[Dataset entries]
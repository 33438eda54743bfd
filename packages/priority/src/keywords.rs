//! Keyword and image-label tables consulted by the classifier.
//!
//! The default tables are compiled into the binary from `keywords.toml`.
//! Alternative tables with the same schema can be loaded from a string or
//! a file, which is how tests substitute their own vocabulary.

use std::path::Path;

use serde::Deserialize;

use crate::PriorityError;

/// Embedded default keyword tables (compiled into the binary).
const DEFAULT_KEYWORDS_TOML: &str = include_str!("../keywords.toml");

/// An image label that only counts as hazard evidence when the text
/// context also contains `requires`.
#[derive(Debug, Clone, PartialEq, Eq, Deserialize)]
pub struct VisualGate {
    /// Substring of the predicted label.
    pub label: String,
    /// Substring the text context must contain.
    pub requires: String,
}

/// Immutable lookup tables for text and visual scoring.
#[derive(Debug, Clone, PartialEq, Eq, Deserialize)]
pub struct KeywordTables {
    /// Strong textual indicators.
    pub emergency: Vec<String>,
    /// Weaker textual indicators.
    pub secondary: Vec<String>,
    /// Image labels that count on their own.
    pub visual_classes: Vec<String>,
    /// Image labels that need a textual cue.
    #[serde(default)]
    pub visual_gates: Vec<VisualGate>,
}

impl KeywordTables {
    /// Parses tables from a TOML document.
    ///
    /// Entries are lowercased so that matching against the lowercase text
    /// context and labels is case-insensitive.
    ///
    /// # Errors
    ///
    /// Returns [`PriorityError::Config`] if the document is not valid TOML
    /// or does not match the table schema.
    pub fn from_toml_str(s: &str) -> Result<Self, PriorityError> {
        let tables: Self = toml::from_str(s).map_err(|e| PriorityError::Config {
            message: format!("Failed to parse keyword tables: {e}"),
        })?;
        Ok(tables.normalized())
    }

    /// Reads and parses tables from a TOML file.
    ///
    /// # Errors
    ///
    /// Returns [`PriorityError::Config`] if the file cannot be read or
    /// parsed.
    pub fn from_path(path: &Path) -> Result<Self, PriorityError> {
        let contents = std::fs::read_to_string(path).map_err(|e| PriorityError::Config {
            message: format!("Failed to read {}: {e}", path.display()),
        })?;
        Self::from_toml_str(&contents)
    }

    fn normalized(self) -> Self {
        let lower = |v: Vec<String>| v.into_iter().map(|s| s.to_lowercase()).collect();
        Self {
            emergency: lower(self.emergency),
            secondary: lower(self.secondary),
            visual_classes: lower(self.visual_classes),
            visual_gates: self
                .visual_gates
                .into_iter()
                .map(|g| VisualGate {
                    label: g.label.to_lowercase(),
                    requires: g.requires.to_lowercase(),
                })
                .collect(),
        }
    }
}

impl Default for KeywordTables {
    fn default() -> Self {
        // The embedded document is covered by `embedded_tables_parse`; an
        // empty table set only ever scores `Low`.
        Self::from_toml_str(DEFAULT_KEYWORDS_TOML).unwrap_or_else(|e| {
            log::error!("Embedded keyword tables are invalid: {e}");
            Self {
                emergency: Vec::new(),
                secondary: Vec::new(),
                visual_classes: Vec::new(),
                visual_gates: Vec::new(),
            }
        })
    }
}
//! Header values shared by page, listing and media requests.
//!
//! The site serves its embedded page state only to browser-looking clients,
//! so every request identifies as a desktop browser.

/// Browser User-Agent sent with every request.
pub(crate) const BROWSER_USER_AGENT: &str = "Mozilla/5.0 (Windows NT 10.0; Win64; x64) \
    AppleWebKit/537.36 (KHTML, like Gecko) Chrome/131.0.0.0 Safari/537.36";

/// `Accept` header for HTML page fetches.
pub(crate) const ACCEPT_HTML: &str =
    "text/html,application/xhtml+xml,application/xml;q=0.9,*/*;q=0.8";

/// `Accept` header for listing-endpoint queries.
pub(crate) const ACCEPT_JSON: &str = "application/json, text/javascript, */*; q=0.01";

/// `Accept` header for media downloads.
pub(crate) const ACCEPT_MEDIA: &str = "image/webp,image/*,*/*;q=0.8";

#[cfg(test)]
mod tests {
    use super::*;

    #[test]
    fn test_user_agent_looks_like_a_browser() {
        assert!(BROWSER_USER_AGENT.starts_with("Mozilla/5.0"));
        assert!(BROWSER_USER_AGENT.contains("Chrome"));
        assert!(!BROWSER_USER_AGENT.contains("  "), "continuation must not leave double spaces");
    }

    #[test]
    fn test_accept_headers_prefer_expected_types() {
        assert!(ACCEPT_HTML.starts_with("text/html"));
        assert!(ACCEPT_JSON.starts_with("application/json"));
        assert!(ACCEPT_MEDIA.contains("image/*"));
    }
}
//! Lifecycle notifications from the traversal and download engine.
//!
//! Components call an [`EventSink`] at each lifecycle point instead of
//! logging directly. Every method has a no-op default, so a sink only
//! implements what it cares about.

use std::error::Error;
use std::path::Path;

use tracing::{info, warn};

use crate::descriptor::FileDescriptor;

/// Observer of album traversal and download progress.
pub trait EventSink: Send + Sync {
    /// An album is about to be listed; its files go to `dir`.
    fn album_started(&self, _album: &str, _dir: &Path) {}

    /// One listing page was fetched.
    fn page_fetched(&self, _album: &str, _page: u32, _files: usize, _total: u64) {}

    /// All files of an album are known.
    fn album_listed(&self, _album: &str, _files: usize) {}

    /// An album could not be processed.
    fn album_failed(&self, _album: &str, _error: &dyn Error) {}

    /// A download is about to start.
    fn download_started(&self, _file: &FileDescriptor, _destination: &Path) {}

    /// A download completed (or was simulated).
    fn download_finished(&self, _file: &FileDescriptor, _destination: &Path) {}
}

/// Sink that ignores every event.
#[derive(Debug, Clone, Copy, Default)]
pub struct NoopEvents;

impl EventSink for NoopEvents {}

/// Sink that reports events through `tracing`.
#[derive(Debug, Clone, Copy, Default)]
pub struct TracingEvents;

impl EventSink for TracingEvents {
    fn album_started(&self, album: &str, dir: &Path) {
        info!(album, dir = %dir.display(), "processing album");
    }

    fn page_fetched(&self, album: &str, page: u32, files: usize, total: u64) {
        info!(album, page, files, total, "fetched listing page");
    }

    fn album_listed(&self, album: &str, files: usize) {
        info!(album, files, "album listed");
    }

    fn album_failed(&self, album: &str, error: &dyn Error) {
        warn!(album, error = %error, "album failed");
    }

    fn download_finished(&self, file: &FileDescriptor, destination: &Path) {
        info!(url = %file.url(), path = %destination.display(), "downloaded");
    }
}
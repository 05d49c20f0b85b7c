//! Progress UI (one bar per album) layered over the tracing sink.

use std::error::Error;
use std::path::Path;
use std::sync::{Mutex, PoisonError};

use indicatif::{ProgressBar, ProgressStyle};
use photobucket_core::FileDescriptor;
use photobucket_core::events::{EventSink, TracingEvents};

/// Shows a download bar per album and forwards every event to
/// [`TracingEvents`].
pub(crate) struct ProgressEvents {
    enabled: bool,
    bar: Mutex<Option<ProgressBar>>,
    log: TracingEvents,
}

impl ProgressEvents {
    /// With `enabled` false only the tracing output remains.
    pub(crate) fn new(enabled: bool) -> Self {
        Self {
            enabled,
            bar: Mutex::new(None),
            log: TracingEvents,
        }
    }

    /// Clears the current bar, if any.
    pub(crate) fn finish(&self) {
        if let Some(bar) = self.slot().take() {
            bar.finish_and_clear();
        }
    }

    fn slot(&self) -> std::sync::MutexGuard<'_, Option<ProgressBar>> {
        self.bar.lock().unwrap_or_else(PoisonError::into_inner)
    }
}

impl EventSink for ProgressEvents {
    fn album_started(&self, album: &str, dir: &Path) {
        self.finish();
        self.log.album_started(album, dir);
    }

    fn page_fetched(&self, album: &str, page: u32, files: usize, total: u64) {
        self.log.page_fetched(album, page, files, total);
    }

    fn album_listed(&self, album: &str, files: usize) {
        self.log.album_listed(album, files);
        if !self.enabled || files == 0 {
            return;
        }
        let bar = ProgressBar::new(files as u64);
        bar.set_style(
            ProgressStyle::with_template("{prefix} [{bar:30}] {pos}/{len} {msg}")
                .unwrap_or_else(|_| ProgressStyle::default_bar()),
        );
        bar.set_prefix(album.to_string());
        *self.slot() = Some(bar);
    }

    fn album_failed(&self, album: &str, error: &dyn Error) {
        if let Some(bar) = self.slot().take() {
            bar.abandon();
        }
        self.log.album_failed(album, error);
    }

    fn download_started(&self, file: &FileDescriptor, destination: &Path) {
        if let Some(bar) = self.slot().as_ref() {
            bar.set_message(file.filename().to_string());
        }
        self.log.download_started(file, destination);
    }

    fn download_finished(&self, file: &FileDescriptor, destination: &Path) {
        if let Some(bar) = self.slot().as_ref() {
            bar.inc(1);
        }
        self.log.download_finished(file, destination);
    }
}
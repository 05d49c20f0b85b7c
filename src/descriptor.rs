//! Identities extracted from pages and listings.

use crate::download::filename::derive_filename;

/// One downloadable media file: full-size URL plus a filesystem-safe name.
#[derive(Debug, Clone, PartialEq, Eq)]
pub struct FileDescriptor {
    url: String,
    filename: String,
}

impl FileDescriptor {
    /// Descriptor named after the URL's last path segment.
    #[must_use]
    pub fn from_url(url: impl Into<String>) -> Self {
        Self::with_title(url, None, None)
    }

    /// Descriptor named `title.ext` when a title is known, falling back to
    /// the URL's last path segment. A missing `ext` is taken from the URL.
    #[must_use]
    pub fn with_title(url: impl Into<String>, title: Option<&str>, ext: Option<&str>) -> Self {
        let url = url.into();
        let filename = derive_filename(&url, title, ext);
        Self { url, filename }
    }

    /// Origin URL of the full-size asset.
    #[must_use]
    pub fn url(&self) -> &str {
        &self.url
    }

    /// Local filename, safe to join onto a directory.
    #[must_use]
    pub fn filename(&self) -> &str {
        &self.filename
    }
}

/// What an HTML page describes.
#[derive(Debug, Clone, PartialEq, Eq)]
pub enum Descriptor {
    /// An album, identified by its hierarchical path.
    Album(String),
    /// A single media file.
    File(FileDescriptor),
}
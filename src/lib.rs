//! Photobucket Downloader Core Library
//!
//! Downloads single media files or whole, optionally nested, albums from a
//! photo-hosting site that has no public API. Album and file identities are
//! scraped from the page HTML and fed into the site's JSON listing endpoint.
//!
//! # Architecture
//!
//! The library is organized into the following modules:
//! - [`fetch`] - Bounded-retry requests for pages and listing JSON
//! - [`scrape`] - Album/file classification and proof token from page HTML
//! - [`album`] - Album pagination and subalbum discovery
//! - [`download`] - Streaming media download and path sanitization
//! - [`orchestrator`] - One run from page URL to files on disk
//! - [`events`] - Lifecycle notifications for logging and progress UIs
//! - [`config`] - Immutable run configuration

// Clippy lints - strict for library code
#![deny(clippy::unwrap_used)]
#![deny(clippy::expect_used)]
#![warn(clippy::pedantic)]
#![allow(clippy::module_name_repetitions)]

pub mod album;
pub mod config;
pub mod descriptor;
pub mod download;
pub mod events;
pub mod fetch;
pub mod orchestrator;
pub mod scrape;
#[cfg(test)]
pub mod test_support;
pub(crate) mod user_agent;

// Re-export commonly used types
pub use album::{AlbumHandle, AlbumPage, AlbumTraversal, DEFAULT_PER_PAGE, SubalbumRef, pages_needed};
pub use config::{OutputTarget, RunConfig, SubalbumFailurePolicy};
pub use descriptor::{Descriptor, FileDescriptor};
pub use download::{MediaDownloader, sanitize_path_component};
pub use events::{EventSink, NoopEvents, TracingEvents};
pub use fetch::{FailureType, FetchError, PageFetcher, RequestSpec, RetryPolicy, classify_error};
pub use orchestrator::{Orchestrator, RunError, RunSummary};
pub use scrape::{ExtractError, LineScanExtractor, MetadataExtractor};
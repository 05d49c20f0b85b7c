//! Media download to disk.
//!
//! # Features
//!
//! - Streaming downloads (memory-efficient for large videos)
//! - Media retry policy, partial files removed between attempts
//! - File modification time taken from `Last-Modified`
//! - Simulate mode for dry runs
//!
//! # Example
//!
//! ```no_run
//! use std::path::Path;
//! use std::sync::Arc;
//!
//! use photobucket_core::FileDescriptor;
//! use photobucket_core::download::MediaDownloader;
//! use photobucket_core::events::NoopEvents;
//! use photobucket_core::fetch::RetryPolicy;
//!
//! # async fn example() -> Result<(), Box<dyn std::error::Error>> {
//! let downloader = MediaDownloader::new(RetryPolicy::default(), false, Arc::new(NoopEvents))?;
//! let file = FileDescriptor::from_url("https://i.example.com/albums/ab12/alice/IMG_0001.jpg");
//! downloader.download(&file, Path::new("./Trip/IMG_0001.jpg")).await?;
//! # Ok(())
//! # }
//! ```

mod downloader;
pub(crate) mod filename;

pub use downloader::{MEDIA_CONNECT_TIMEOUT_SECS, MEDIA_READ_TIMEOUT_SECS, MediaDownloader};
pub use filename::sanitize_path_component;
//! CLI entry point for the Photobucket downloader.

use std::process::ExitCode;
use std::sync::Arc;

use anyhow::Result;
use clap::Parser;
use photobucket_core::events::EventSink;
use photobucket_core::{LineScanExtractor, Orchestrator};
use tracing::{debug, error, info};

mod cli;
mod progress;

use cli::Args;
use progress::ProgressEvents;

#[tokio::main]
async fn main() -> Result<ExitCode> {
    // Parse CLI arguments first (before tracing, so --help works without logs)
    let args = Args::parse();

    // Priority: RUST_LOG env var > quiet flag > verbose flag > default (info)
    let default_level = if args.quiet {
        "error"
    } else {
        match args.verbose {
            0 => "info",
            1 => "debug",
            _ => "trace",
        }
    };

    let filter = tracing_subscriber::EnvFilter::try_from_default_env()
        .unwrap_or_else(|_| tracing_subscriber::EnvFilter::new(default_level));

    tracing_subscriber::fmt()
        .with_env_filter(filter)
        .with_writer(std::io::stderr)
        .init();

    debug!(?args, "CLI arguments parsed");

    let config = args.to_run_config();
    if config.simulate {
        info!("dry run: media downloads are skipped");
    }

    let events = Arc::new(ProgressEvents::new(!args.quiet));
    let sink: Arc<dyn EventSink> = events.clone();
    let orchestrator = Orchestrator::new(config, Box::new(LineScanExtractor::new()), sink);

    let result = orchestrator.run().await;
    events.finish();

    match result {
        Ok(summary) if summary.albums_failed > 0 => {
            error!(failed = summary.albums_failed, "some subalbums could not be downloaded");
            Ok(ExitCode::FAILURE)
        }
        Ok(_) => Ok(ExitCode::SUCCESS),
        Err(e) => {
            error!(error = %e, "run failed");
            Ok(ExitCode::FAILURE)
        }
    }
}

### Exercise details
From the records above, return each line that includes "warn".

### Worked solution
use tracing::{info, warn};
        warn!(album, error = %error, "album failed");
#![warn(clippy::pedantic)]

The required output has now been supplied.